Supplied material section start

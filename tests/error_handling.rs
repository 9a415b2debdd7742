//! Failure and shutdown paths of the feed.

use chronicle_feed::{
    pump, Broadcaster, CancellationToken, ChangeFeedReader, FeedConfig, FeedError, FeedSupervisor,
    FileConnector, LineConnection, MemoryStore, NewRecord, OperationFilter, PollOutcome, PumpExit,
    Sequence,
};
use std::sync::Arc;
use std::thread;
use std::time::{Duration, Instant};
use tempfile::TempDir;

fn init_tracing() {
    let _ = tracing_subscriber::fmt().with_test_writer().try_init();
}

fn wait_until(timeout: Duration, mut cond: impl FnMut() -> bool) -> bool {
    let deadline = Instant::now() + timeout;
    while Instant::now() < deadline {
        if cond() {
            return true;
        }
        thread::sleep(Duration::from_millis(2));
    }
    cond()
}

fn config(connection: &str, collection: &str) -> FeedConfig {
    FeedConfig {
        connection: connection.to_string(),
        collection: collection.to_string(),
        retry_delay: Duration::from_millis(5),
        subscriber_capacity: 16,
    }
}

// --- Connection failures ---

#[test]
fn test_unreachable_store_fails_without_retry() {
    init_tracing();
    let dir = TempDir::new().unwrap();
    let missing = dir.path().join("nowhere").to_string_lossy().to_string();

    let supervisor = FeedSupervisor::new(
        config(&missing, "posts"),
        Arc::new(FileConnector),
        Broadcaster::default(),
    );
    let errors = supervisor.errors();
    supervisor.start().unwrap();

    let outcome = supervisor.join().unwrap();
    assert!(matches!(outcome.error(), Some(FeedError::Connection(_))));

    let reported = errors.recv_timeout(Duration::from_secs(1)).unwrap();
    assert!(matches!(*reported, FeedError::Connection(_)));
    assert!(errors.try_recv().is_err());
    assert!(!supervisor.is_running());
}

#[test]
fn test_unknown_collection_reported() {
    init_tracing();
    let store = Arc::new(MemoryStore::new());
    let supervisor =
        FeedSupervisor::new(config("mem://blog", "missing"), store, Broadcaster::default());
    supervisor.start().unwrap();

    let outcome = supervisor.join().unwrap();
    assert!(matches!(
        outcome.error(),
        Some(FeedError::CollectionNotFound(name)) if name == "missing"
    ));
}

#[test]
fn test_invalid_config_rejected_at_start() {
    let mut bad = config("mem://blog", "posts");
    bad.collection.clear();
    let supervisor = FeedSupervisor::new(bad, Arc::new(MemoryStore::new()), Broadcaster::default());

    assert!(matches!(supervisor.start(), Err(FeedError::Config(_))));
    assert!(!supervisor.is_running());
}

#[test]
fn test_poll_failure_ends_run_and_releases_session() {
    init_tracing();
    let store = Arc::new(MemoryStore::new());
    let posts = store.collection("posts");
    let supervisor = FeedSupervisor::new(
        config("mem://blog", "posts"),
        store.clone(),
        Broadcaster::default(),
    );
    supervisor.start().unwrap();
    assert!(wait_until(Duration::from_secs(5), || posts.open_sessions() == 1));

    posts.fail_next_poll("connection reset");
    let outcome = supervisor.join().unwrap();

    assert!(matches!(outcome.error(), Some(FeedError::Connection(m)) if m == "connection reset"));
    assert_eq!(posts.open_sessions(), 0);
    // No silent reconnect.
    assert_eq!(posts.sessions_opened(), 1);
}

#[test]
fn test_truncated_history_invalidates_cursor() {
    init_tracing();
    let store = MemoryStore::new();
    let posts = store.collection("posts");
    let reader = ChangeFeedReader::new(Arc::new(posts.clone()), Duration::from_millis(5));
    let mut feed = reader
        .produce(OperationFilter::creates_only(), CancellationToken::new())
        .unwrap();

    for n in 1..=3 {
        posts
            .insert(NewRecord::new("Admin", format!("post {}", n)).with_content("body"))
            .unwrap();
    }
    posts.truncate_before(Sequence(3));

    match feed.next() {
        Some(Err(FeedError::CursorInvalidated { position, earliest })) => {
            assert_eq!(position, Sequence(1));
            assert_eq!(earliest, Sequence(3));
        }
        other => panic!("expected invalidated cursor, got {:?}", other.map(|r| r.map(|x| x.title))),
    }
    assert!(feed.next().is_none());
    assert_eq!(posts.open_sessions(), 0);
}

// --- Cancellation ---

#[test]
fn test_shared_shutdown_stops_feed_and_clients() {
    init_tracing();
    let store = Arc::new(MemoryStore::new());
    let posts = store.collection("posts");
    let broadcaster = Broadcaster::default();
    let shutdown = CancellationToken::new();

    let supervisor = FeedSupervisor::with_cancellation(
        config("mem://blog", "posts"),
        store.clone(),
        broadcaster.clone(),
        shutdown.clone(),
    );
    supervisor.start().unwrap();

    let client = {
        let subscription = broadcaster.subscribe();
        let shutdown = shutdown.clone();
        thread::spawn(move || {
            let mut connection = LineConnection::new(Vec::new());
            let exit = pump(subscription, &mut connection, &shutdown).unwrap();
            (exit, connection.into_inner())
        })
    };

    assert!(wait_until(Duration::from_secs(5), || posts.open_sessions() == 1));
    posts
        .insert(NewRecord::new("Admin", "hello").with_content("world"))
        .unwrap();
    assert!(wait_until(Duration::from_secs(5), || supervisor.forwarded() == 1));

    let started = Instant::now();
    shutdown.cancel();

    let outcome = supervisor.join().unwrap();
    assert!(outcome.is_cancelled());
    assert!(supervisor.errors().try_recv().is_err());
    assert_eq!(posts.open_sessions(), 0);

    let (exit, bytes) = client.join().unwrap();
    assert_eq!(exit, PumpExit::Cancelled);
    assert_eq!(broadcaster.subscriber_count(), 0);
    assert!(started.elapsed() < Duration::from_secs(2));

    let text = String::from_utf8(bytes).unwrap();
    let frame: serde_json::Value = serde_json::from_str(text.lines().next().unwrap()).unwrap();
    assert_eq!(frame["type"], "RecordCreated");
    assert_eq!(frame["record"]["title"], "hello");
}

#[test]
fn test_cancel_interrupts_long_backoff() {
    let store = MemoryStore::new();
    let posts = store.collection("posts");
    let reader = ChangeFeedReader::new(Arc::new(posts.clone()), Duration::from_secs(30));
    let cancel = CancellationToken::new();
    let mut feed = reader
        .produce(OperationFilter::creates_only(), cancel.clone())
        .unwrap();

    let canceller = {
        let cancel = cancel.clone();
        thread::spawn(move || {
            thread::sleep(Duration::from_millis(20));
            cancel.cancel();
        })
    };

    let started = Instant::now();
    assert_eq!(feed.poll().unwrap(), PollOutcome::Cancelled);
    assert!(started.elapsed() < Duration::from_secs(5));
    assert!(!feed.is_open());
    assert_eq!(posts.open_sessions(), 0);
    canceller.join().unwrap();
}

#[test]
fn test_idle_feed_backs_off_between_polls() {
    let store = MemoryStore::new();
    let posts = store.collection("posts");
    let delay = Duration::from_millis(20);
    let reader = ChangeFeedReader::new(Arc::new(posts.clone()), delay);
    let mut feed = reader
        .produce(OperationFilter::creates_only(), CancellationToken::new())
        .unwrap();

    for _ in 0..3 {
        assert_eq!(feed.poll().unwrap(), PollOutcome::Idle);
    }

    let times = posts.poll_times();
    assert_eq!(times.len(), 3);
    for pair in times.windows(2) {
        assert!(pair[1].duration_since(pair[0]) >= delay);
    }
    assert_eq!(feed.idle_polls(), 3);
}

Supplied material section end

Directions: Set down exactly the line with "assert_eq!(feed.poll().unwrap(), PollOutcome::Idle);" and each line after it up to the end of the records, adding nothing.

The completed task:
        assert_eq!(feed.poll().unwrap(), PollOutcome::Idle);
    }

    let times = posts.poll_times();
    assert_eq!(times.len(), 3);
    for pair in times.windows(2) {
        assert!(pair[1].duration_since(pair[0]) >= delay);
    }
    assert_eq!(feed.idle_polls(), 3);
}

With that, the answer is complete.